[Saved data entries]
★ ★ ★

// std
use std::{
	net::TcpListener,
	sync::{
		Arc,
		atomic::{AtomicUsize, Ordering},
	},
	time::{Duration, Instant},
};
// crates.io
use serde_json::json;
use wiremock::{
	Mock, MockServer, ResponseTemplate,
	matchers::{method, path},
};
// self
use token_courier::{
	client::{ApiClient, ApiRequest},
	config::ClientConfig,
	error::ErrorCode,
	tokio_util::sync::CancellationToken,
};

const TOKEN_PATH: &str = "/v1/auth/token";

async fn mount_token_endpoint(server: &MockServer) {
	Mock::given(method("POST"))
		.and(path(TOKEN_PATH))
		.respond_with(ResponseTemplate::new(200).set_body_json(
			json!({ "access_token": "retry-token", "token_type": "bearer", "expires_in": 3600 }),
		))
		.mount(server)
		.await;
}

fn build_client(base_url: &str, max_retries: u32, retry_delay: Duration) -> ApiClient {
	let config = ClientConfig::builder(base_url, "client-id", "client-secret")
		.timeout(Duration::from_secs(2))
		.max_retries(max_retries)
		.retry_delay(retry_delay)
		.build()
		.expect("Test config should build.");

	ApiClient::new(config).expect("Test client should build.")
}

#[tokio::test]
async fn server_errors_retry_until_success_with_linear_backoff() {
	let server = MockServer::start().await;

	mount_token_endpoint(&server).await;

	let attempts = Arc::new(AtomicUsize::new(0));
	let attempts_in_responder = attempts.clone();

	Mock::given(method("GET"))
		.and(path("/v1/entities"))
		.respond_with(move |_: &wiremock::Request| {
			if attempts_in_responder.fetch_add(1, Ordering::SeqCst) < 3 {
				ResponseTemplate::new(503)
			} else {
				ResponseTemplate::new(200).set_body_json(json!({ "data": ["ent_1"] }))
			}
		})
		.expect(4)
		.mount(&server)
		.await;

	let retry_delay = Duration::from_millis(30);
	let client = build_client(&server.uri(), 3, retry_delay);
	let started = Instant::now();
	let listing: serde_json::Value = client
		.request(ApiRequest::get("/v1/entities"))
		.await
		.expect("Fourth attempt should succeed.");

	// Three retries with delays d, 2d, 3d put a hard floor under the elapsed time.
	assert!(started.elapsed() >= retry_delay * 6);
	assert_eq!(listing, json!({ "data": ["ent_1"] }));
	assert_eq!(attempts.load(Ordering::SeqCst), 4);
}

#[tokio::test]
async fn exhausted_retries_surface_the_final_status() {
	let server = MockServer::start().await;

	mount_token_endpoint(&server).await;

	Mock::given(method("GET"))
		.and(path("/v1/entities"))
		.respond_with(ResponseTemplate::new(503).set_body_json(
			json!({ "code": "UPSTREAM_DOWN", "message": "Service melting." }),
		))
		.expect(3)
		.mount(&server)
		.await;

	let client = build_client(&server.uri(), 2, Duration::from_millis(10));
	let error = client
		.request::<serde_json::Value>(ApiRequest::get("/v1/entities"))
		.await
		.expect_err("Persistent 503 should exhaust retries.");

	assert_eq!(error.code, ErrorCode::Upstream("UPSTREAM_DOWN".into()));
	assert_eq!(error.http_status, Some(503));
	assert_eq!(error.retry_count, 2);
}

#[tokio::test]
async fn client_errors_never_retry() {
	let server = MockServer::start().await;

	mount_token_endpoint(&server).await;

	Mock::given(method("POST"))
		.and(path("/v1/entities"))
		.respond_with(ResponseTemplate::new(400).set_body_json(
			json!({ "code": "VALIDATION_ERROR", "message": "Name is required." }),
		))
		.expect(1)
		.mount(&server)
		.await;

	let client = build_client(&server.uri(), 3, Duration::from_millis(10));
	let error = client
		.request::<serde_json::Value>(ApiRequest::post("/v1/entities").with_json(json!({})))
		.await
		.expect_err("Validation failure should surface immediately.");

	assert_eq!(error.code, ErrorCode::Upstream("VALIDATION_ERROR".into()));
	assert_eq!(error.http_status, Some(400));
	assert_eq!(error.retry_count, 0);
}

#[tokio::test]
async fn timeouts_are_retried_as_network_failures() {
	let server = MockServer::start().await;

	mount_token_endpoint(&server).await;

	Mock::given(method("GET"))
		.and(path("/v1/entities"))
		.respond_with(
			ResponseTemplate::new(200)
				.set_body_json(json!({ "data": [] }))
				.set_delay(Duration::from_millis(500)),
		)
		.expect(2)
		.mount(&server)
		.await;

	let config = ClientConfig::builder(server.uri(), "client-id", "client-secret")
		.timeout(Duration::from_millis(100))
		.max_retries(1)
		.retry_delay(Duration::from_millis(10))
		.build()
		.expect("Test config should build.");
	let client = ApiClient::new(config).expect("Test client should build.");
	let error = client
		.request::<serde_json::Value>(ApiRequest::get("/v1/entities"))
		.await
		.expect_err("Slow upstream should exhaust the timeout.");

	assert_eq!(error.code, ErrorCode::Network);
	assert_eq!(error.retry_count, 1);
}

#[tokio::test]
async fn connection_failures_are_retried_as_network_failures() {
	let server = MockServer::start().await;

	mount_token_endpoint(&server).await;

	let base_url = server.uri();
	let client = build_client(&base_url, 2, Duration::from_millis(10));

	client.force_token_refresh().await.expect("Priming the credential should succeed.");

	// Shutting the mock server down leaves the port closed, so every attempt
	// fails at the connection level while the cached credential stays valid.
	drop(server);

	let error = client
		.request::<serde_json::Value>(ApiRequest::get("/v1/entities"))
		.await
		.expect_err("Closed port should fail every attempt.");

	assert_eq!(error.code, ErrorCode::Network);
	assert_eq!(error.http_status, None);
	assert_eq!(error.retry_count, 2);
}

#[tokio::test]
async fn cancellation_aborts_a_pending_retry_delay() {
	let server = MockServer::start().await;

	mount_token_endpoint(&server).await;

	Mock::given(method("GET"))
		.and(path("/v1/entities"))
		.respond_with(ResponseTemplate::new(503))
		.expect(1)
		.mount(&server)
		.await;

	let client = build_client(&server.uri(), 3, Duration::from_secs(30));
	let cancel = CancellationToken::new();
	let request = ApiRequest::get("/v1/entities").with_cancel(cancel.clone());
	let started = Instant::now();
	let handle =
		tokio::spawn(async move { client.request::<serde_json::Value>(request).await });

	tokio::time::sleep(Duration::from_millis(100)).await;
	cancel.cancel();

	let error = handle
		.await
		.expect("Request task should not panic.")
		.expect_err("Cancelled request should fail.");

	assert_eq!(error.code, ErrorCode::Cancelled);
	assert_eq!(error.retry_count, 1);
	assert!(started.elapsed() < Duration::from_secs(5));
}

#[tokio::test]
async fn pre_cancelled_requests_fail_without_reaching_the_api() {
	let listener = TcpListener::bind("127.0.0.1:0").expect("Ephemeral port should bind.");
	let base_url = format!("http://{}", listener.local_addr().expect("Bound port should report."));

	// The listener stays bound but never accepts, so any attempt would hang;
	// the pre-cancelled token must win before the transport matters.
	let client = build_client(&base_url, 0, Duration::from_millis(10));
	let cancel = CancellationToken::new();

	cancel.cancel();

	let started = Instant::now();
	let error = client
		.request::<serde_json::Value>(ApiRequest::get("/v1/entities").with_cancel(cancel))
		.await
		.expect_err("Pre-cancelled request should fail.");

	assert_eq!(error.code, ErrorCode::Cancelled);
	assert_eq!(error.retry_count, 0);
	assert!(started.elapsed() < Duration::from_secs(2));
}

★ ★ ★

What is being asked :: Show every line in the entries where the string "ClientConfig" occurs.

Expected answer ::
	config::ClientConfig,
	let config = ClientConfig::builder(base_url, "client-id", "client-secret")
	let config = ClientConfig::builder(server.uri(), "client-id", "client-secret")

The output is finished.